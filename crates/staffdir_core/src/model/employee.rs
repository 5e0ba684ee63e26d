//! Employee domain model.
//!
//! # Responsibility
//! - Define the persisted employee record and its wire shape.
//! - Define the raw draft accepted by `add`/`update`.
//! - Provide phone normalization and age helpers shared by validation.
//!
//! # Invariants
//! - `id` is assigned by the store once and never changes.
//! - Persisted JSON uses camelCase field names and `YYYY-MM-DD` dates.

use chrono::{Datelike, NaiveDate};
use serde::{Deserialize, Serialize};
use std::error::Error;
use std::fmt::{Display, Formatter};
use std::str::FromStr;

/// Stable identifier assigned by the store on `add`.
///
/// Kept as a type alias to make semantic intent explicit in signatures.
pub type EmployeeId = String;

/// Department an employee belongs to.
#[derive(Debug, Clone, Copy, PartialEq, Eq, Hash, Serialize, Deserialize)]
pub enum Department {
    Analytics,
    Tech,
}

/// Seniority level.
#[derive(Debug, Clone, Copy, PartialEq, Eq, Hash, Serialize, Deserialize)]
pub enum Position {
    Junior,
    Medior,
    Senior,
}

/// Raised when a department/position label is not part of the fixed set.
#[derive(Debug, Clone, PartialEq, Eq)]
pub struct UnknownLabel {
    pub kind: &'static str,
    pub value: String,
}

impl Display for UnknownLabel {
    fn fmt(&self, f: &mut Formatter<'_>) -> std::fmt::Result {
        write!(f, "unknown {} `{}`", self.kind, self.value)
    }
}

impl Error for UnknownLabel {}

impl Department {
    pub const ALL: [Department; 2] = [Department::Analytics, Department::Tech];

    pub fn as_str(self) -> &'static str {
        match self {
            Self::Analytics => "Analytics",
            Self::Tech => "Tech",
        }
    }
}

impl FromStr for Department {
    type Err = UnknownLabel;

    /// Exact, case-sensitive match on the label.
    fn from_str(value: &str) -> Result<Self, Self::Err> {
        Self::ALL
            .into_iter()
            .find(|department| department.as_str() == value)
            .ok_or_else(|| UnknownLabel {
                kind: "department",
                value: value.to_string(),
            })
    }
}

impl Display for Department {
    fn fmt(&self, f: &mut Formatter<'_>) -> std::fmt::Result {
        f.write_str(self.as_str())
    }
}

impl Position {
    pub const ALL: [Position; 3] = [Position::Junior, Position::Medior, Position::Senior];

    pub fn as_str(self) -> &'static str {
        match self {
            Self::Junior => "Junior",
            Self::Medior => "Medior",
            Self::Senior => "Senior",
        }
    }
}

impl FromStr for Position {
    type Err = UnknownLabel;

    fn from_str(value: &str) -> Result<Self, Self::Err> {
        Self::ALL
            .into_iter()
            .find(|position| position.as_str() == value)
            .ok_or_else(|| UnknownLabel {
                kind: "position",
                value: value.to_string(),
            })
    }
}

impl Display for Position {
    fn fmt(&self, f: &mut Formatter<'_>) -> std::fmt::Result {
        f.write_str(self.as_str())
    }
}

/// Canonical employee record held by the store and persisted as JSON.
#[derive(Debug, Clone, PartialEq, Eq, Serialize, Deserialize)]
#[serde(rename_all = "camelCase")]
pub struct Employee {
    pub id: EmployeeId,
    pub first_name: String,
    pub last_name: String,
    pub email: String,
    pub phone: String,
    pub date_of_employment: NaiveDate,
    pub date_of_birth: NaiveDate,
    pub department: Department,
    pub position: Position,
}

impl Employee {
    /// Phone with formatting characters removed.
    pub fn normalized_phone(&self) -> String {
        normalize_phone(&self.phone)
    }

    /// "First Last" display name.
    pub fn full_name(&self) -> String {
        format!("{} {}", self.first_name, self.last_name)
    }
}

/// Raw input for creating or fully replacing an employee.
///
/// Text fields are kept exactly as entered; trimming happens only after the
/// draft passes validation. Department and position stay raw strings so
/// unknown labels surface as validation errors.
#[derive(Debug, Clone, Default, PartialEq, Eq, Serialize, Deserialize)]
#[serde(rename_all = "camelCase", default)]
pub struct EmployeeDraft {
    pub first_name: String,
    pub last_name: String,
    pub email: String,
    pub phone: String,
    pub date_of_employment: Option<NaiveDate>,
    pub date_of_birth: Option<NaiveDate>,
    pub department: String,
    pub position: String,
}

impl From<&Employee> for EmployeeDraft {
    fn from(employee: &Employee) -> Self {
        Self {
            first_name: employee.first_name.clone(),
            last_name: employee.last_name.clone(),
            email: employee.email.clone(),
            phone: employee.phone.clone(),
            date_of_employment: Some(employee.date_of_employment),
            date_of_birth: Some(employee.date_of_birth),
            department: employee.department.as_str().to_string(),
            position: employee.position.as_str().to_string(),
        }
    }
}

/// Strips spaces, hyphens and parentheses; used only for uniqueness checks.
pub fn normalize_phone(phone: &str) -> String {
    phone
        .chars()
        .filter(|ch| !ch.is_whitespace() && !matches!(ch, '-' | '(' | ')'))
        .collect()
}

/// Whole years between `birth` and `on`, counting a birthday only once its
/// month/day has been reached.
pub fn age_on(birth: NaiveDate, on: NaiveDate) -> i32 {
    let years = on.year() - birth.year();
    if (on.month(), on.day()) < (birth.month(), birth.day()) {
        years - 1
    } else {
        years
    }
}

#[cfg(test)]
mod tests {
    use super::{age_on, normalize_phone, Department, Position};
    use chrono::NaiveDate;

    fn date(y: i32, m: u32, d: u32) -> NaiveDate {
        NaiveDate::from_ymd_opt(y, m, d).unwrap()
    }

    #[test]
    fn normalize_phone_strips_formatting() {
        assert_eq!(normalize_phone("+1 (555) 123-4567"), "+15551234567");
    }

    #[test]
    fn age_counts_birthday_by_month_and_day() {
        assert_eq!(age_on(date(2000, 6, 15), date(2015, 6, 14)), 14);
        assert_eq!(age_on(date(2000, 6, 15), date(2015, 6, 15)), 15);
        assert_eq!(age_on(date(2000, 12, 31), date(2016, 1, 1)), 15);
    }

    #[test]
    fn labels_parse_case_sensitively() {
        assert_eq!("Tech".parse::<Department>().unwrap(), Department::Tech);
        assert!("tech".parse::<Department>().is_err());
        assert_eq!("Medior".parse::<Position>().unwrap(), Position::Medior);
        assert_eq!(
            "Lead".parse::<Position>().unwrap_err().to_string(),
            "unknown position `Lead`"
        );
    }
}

BRIEF: From the data above, work out how many lines hold "enum". Answer with the number alone.

SOLUTION: 2